REVIVE LAB UAE is a Dubai-based research peptides supplier serving the United Arab Emirates research community. Every vial is HPLC-tested, lyophilized to research-grade purity, cold-chain shipped, and discreetly packaged. We hold tesamorelin 5 mg and 10 mg in stock at all times in the UAE — no overseas wait, no customs lottery. Browse all REVIVE Peptides UAE products or jump straight to the tesamorelin money page below.
REVIVE LAB UAE is the in-stock peptides Dubai source for tesamorelin 5 mg and 10 mg vials, with 24h delivery across Dubai, Abu Dhabi and Sharjah, and 24–48h to RAK, Fujairah and Al Ain. Cash on delivery and discreet packaging across the UAE.

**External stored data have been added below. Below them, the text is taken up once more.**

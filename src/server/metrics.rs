//! Prometheus metrics for flag evaluation and experiment tracking
//!
//! Every engine component takes an `Option<SharedMetrics>` so metrics can
//! be left out of tests and embedded uses.

use prometheus::{Encoder, IntCounterVec, Opts, Registry, TextEncoder};
use std::sync::Arc;

/// Metrics registry shared between the engine and the `/metrics` endpoint
pub type SharedMetrics = Arc<EngineMetrics>;

pub struct EngineMetrics {
    registry: Registry,
    flag_evaluations: IntCounterVec,
    cache_reloads: IntCounterVec,
    assignments: IntCounterVec,
    events: IntCounterVec,
}

impl EngineMetrics {
    /// Register all metric families in a fresh registry
    pub fn new() -> Result<Self, prometheus::Error> {
        let registry = Registry::new();

        let flag_evaluations = IntCounterVec::new(
            Opts::new(
                "kokeilu_flag_evaluations_total",
                "Flag evaluations by decision source",
            ),
            &["source"],
        )?;
        registry.register(Box::new(flag_evaluations.clone()))?;

        let cache_reloads = IntCounterVec::new(
            Opts::new(
                "kokeilu_flag_cache_reloads_total",
                "Full reloads of the flag cache snapshot",
            ),
            &["outcome"],
        )?;
        registry.register(Box::new(cache_reloads.clone()))?;

        let assignments = IntCounterVec::new(
            Opts::new(
                "kokeilu_experiment_assignments_total",
                "Variant lookups by assignment outcome",
            ),
            &["outcome"],
        )?;
        registry.register(Box::new(assignments.clone()))?;

        let events = IntCounterVec::new(
            Opts::new(
                "kokeilu_experiment_events_total",
                "Tracked experiment events by outcome",
            ),
            &["outcome"],
        )?;
        registry.register(Box::new(events.clone()))?;

        Ok(Self {
            registry,
            flag_evaluations,
            cache_reloads,
            assignments,
            events,
        })
    }

    pub fn record_evaluation(&self, source: &str) {
        self.flag_evaluations.with_label_values(&[source]).inc();
    }

    pub fn record_cache_reload(&self, success: bool) {
        let outcome = if success { "success" } else { "failure" };
        self.cache_reloads.with_label_values(&[outcome]).inc();
    }

    /// `outcome` is one of "new", "existing" or "not_enrolled"
    pub fn record_assignment(&self, outcome: &str) {
        self.assignments.with_label_values(&[outcome]).inc();
    }

    pub fn record_event(&self, recorded: bool) {
        let outcome = if recorded { "recorded" } else { "dropped" };
        self.events.with_label_values(&[outcome]).inc();
    }

    /// Encode all metrics in the Prometheus text exposition format
    pub fn encode(&self) -> Result<String, String> {
        let mut buffer = Vec::new();
        TextEncoder::new()
            .encode(&self.registry.gather(), &mut buffer)
            .map_err(|e| e.to_string())?;
        String::from_utf8(buffer).map_err(|e| e.to_string())
    }
}

/// Create the shared metrics registry
pub fn create_metrics() -> Result<SharedMetrics, prometheus::Error> {
    Ok(Arc::new(EngineMetrics::new()?))
}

Add BAC water 3 mL to the lyophilized 5 mg powder, swirl gently, refrigerate. On a 1 mL insulin syringe at 100 units = 1 mL, each unit = ~16.7 µg tesamorelin. The Falutz/Stanley 2 mg/day dose corresponds to ~12 units. Use a 29G or 31G needle for subcutaneous injection. Research use only.
HPLC certificate per batch, cold-chain courier, real UAE stock, real references (Falutz 2007/2010, Stanley 2014/2019 — all PubMed-citeable), and same-day Dubai dispatch. We never invent strengths or fabricate authors. That is why researchers across Jumeirah, Palm, DIFC and Abu Dhabi default to REVIVE Peptides UAE.